▶ THE TASK
From the first line onward, reproduce the records exactly; the final line to include is the one holding "payload may be".

▶ DATA LISTING

..............................

//! Primitive dispatch by byte-exact name.
//!
//! Compiled quotations invoke primitives through the two-element
//! pattern `[byte-array("primitive_<name>"), primitive-call-word]`.
//! Names are not interned: dispatch compares the literal bytes, which
//! the `match` below compiles to the branch-and-jump form a build-time
//! perfect hash would give.  The byte-array payload may be
//! NUL-terminated by the image; the name is cut at the first NUL.

use crate::error::TrapResult;
use crate::gc::GcOp;
use crate::interp::dispatch;
use crate::objects::cell::{Cell, TypeCode};
use crate::objects::header::Object;
use crate::objects::kinds::{
    array_capacity, array_data, array_nth, object_size, set_array_nth, tuple_data, Array,
    Tuple, TupleLayout,
};
use crate::vm::Vm;

/// Dispatch a primitive by name.  Returns `Ok(false)` for an unknown
/// name — fatal or not is the caller's decision (a subprimitive word
/// with an unknown name falls back to its definition; the quotation
/// call pattern treats it as fatal).
pub fn dispatch_primitive(vm: &mut Vm, name: &[u8]) -> TrapResult<bool> {
    let name = match name.iter().position(|&b| b == 0) {
        Some(nul) => &name[..nul],
        None => name,
    };
    match name {
        // ── Collector control ────────────────────────────────────────
        b"primitive_minor_gc" => vm.gc(GcOp::Nursery, 0),
        b"primitive_full_gc" => vm.gc(GcOp::Full, 0),
        b"primitive_compact_gc" => vm.gc(GcOp::Compact, 0),
        b"primitive_enable_gc_events" => vm.enable_gc_events(),
        b"primitive_disable_gc_events" => primitive_disable_gc_events(vm)?,

        // ── Sequences ────────────────────────────────────────────────
        b"primitive_array" => primitive_array(vm)?,
        b"primitive_resize_array" => primitive_resize_array(vm)?,
        b"primitive_byte_array" => {
            let n = vm.dpop_fixnum()?;
            let ba = vm.allot_byte_array(n.max(0) as usize);
            vm.dpush(ba)?;
        }
        b"primitive_string" => {
            let fill = vm.dpop_fixnum()?;
            let n = vm.dpop_fixnum()?;
            let s = vm.allot_string(n.max(0) as usize, fill as u8);
            vm.dpush(s)?;
        }
        b"primitive_tuple_boa" => primitive_tuple_boa(vm)?,
        b"primitive_clone" => primitive_clone(vm)?,
        b"primitive_datastack" => primitive_datastack(vm)?,

        // ── Dispatch ─────────────────────────────────────────────────
        b"primitive_lookup_method" => {
            let methods = vm.dpop()?;
            let obj = vm.dpop()?;
            // SAFETY: both operands are live values off the data stack.
            let method = unsafe { dispatch::lookup_method(vm, obj, methods) };
            vm.dpush(method)?;
        }
        b"primitive_mega_cache_miss" => dispatch::mega_cache_miss(vm)?,
        b"primitive_dispatch_stats" => {
            let misses = vm.dispatch_stats.megamorphic_cache_misses;
            vm.dpush(Cell::from_fixnum(misses as isize))?;
        }
        b"primitive_reset_dispatch_stats" => {
            vm.dispatch_stats = Default::default();
        }

        // ── External-collaborator stubs ──────────────────────────────
        // Threads, FFI and callstack replacement do not exist on this
        // platform; the words are accepted and do nothing beyond their
        // stack effect.
        b"primitive_set_callstack" => {
            vm.dpop()?;
        }
        b"primitive_sleep" => {
            vm.dpop()?;
        }
        b"primitive_yield" => {}

        _ => return Ok(false),
    }
    Ok(true)
}

/// `array ( n elt -- array )`
fn primitive_array(vm: &mut Vm) -> TrapResult<()> {
    let fill = vm.dpop()?;
    let n = vm.dpop_fixnum()?;
    let array = vm.allot_array(n.max(0) as usize, fill);
    vm.dpush(array)
}

/// `resize-array ( n array -- newarray )` — new slots are `f`.
fn primitive_resize_array(vm: &mut Vm) -> TrapResult<()> {
    let mut array = vm.dpop_typed(TypeCode::Array)?;
    let n = vm.dpop_fixnum()?.max(0) as usize;
    // SAFETY: `array` lives on this frame until the pop below and is
    // re-read after the allocation, which may move it.
    let resized = unsafe {
        vm.data_roots.push(&raw mut array);
        let resized = vm.allot_array(n, Cell::FALSE);
        vm.data_roots.pop(&raw mut array);
        let source = array.untagged() as *mut Array;
        let dest = resized.untagged() as *mut Array;
        let keep = array_capacity(source).min(n);
        for i in 0..keep {
            set_array_nth(dest, i, array_nth(source, i));
        }
        resized
    };
    vm.dpush(resized)
}

/// `<tuple-boa> ( ... layout -- tuple )` — slots filled from the stack,
/// last slot on top.
fn primitive_tuple_boa(vm: &mut Vm) -> TrapResult<()> {
    let layout = vm.dpop_typed(TypeCode::TupleLayout)?;
    // SAFETY: layout is a live tuple layout; its size field is a
    // fixnum.
    let slots =
        unsafe { (*(layout.untagged() as *mut TupleLayout)).size.to_fixnum().max(0) as usize };
    let tuple = vm.allot_tuple(layout);
    // SAFETY: the tuple was just allocated with `slots` slots; values
    // are popped straight into it with no intervening allocation.
    unsafe {
        let data = tuple_data(tuple.untagged() as *mut Tuple);
        for i in (0..slots).rev() {
            let value = vm.dpop()?;
            vm.store_slot(data.add(i), value);
        }
    }
    vm.dpush(tuple)
}

/// `clone ( obj -- clone )` — shallow copy; immediates are themselves.
fn primitive_clone(vm: &mut Vm) -> TrapResult<()> {
    let mut obj = vm.dpop()?;
    if obj.is_immediate() {
        return vm.dpush(obj);
    }
    let type_code = obj.type_code();
    // SAFETY: obj is live; the size is stable across a move, and obj is
    // re-read after the allocation.
    let cloned = unsafe {
        let size = object_size(obj.untagged());
        vm.data_roots.push(&raw mut obj);
        let dest = vm.allot_object(type_code, size);
        vm.data_roots.pop(&raw mut obj);
        std::ptr::copy_nonoverlapping(obj.untagged() as *const u8, dest as *mut u8, size);
        Cell::from_object(dest as *mut Object, type_code)
    };
    vm.dpush(cloned)
}

/// `datastack ( -- array )` — a snapshot of the data stack, bottom
/// first, not including the pushed result.
fn primitive_datastack(vm: &mut Vm) -> TrapResult<()> {
    let depth = vm.context_ref().datastack_depth();
    let array = vm.allot_array(depth, Cell::FALSE);
    // SAFETY: the stack segment does not move; the array was just
    // allocated with `depth` slots.
    unsafe {
        let dest = array.untagged() as *mut Array;
        let base = vm.context_ref().datastack_seg.start as *const Cell;
        for i in 0..depth {
            set_array_nth(dest, i, *base.add(i));
        }
    }
    vm.dpush(array)
}

/// `disable-gc-events ( -- events/f )` — each event is a 4-element
/// array of (op, cards scanned, decks scanned, nanoseconds).
fn primitive_disable_gc_events(vm: &mut Vm) -> TrapResult<()> {
    match vm.disable_gc_events() {
        None => vm.dpush(Cell::FALSE),
        Some(events) => {
            let mut result = vm.allot_array(events.len(), Cell::FALSE);
            // SAFETY: `result` lives on this frame until the pop below
            // and is re-read after each allocation.
            unsafe {
                vm.data_roots.push(&raw mut result);
                for (i, event) in events.iter().enumerate() {
                    let entry = vm.allot_array_from(&[
                        Cell::from_fixnum(event.op as isize),
                        Cell::from_fixnum(event.cards_scanned as isize),
                        Cell::from_fixnum(event.decks_scanned as isize),
                        Cell::from_fixnum(
                            event
                                .duration
                                .as_nanos()
                                .min(crate::objects::cell::FIXNUM_MAX as u128)
                                as isize,
                        ),
                    ]);
                    let dest = result.untagged() as *mut Array;
                    let slot = array_data(dest).add(i);
                    vm.store_slot(slot, entry);
                }
                vm.data_roots.pop(&raw mut result);
            }
            vm.dpush(result)
        }
    }
}

#[cfg(test)]
mod tests {
    use super::*;

    #[test]
    fn unknown_primitive_is_reported() {
        let mut vm = Vm::new(crate::vm::VmConfig::default());
        let handled = dispatch_primitive(&mut vm, b"primitive_no_such_thing").unwrap();
        assert!(!handled);
    }

    #[test]
    fn names_are_cut_at_the_first_nul() {
        let mut vm = Vm::new(crate::vm::VmConfig::default());
        let handled = dispatch_primitive(&mut vm, b"primitive_yield\0\0\0").unwrap();
        assert!(handled);
    }
}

..............................

▶ RESULT FOR THIS EXERCISE
//! Primitive dispatch by byte-exact name.
//!
//! Compiled quotations invoke primitives through the two-element
//! pattern `[byte-array("primitive_<name>"), primitive-call-word]`.
//! Names are not interned: dispatch compares the literal bytes, which
//! the `match` below compiles to the branch-and-jump form a build-time
//! perfect hash would give.  The byte-array payload may be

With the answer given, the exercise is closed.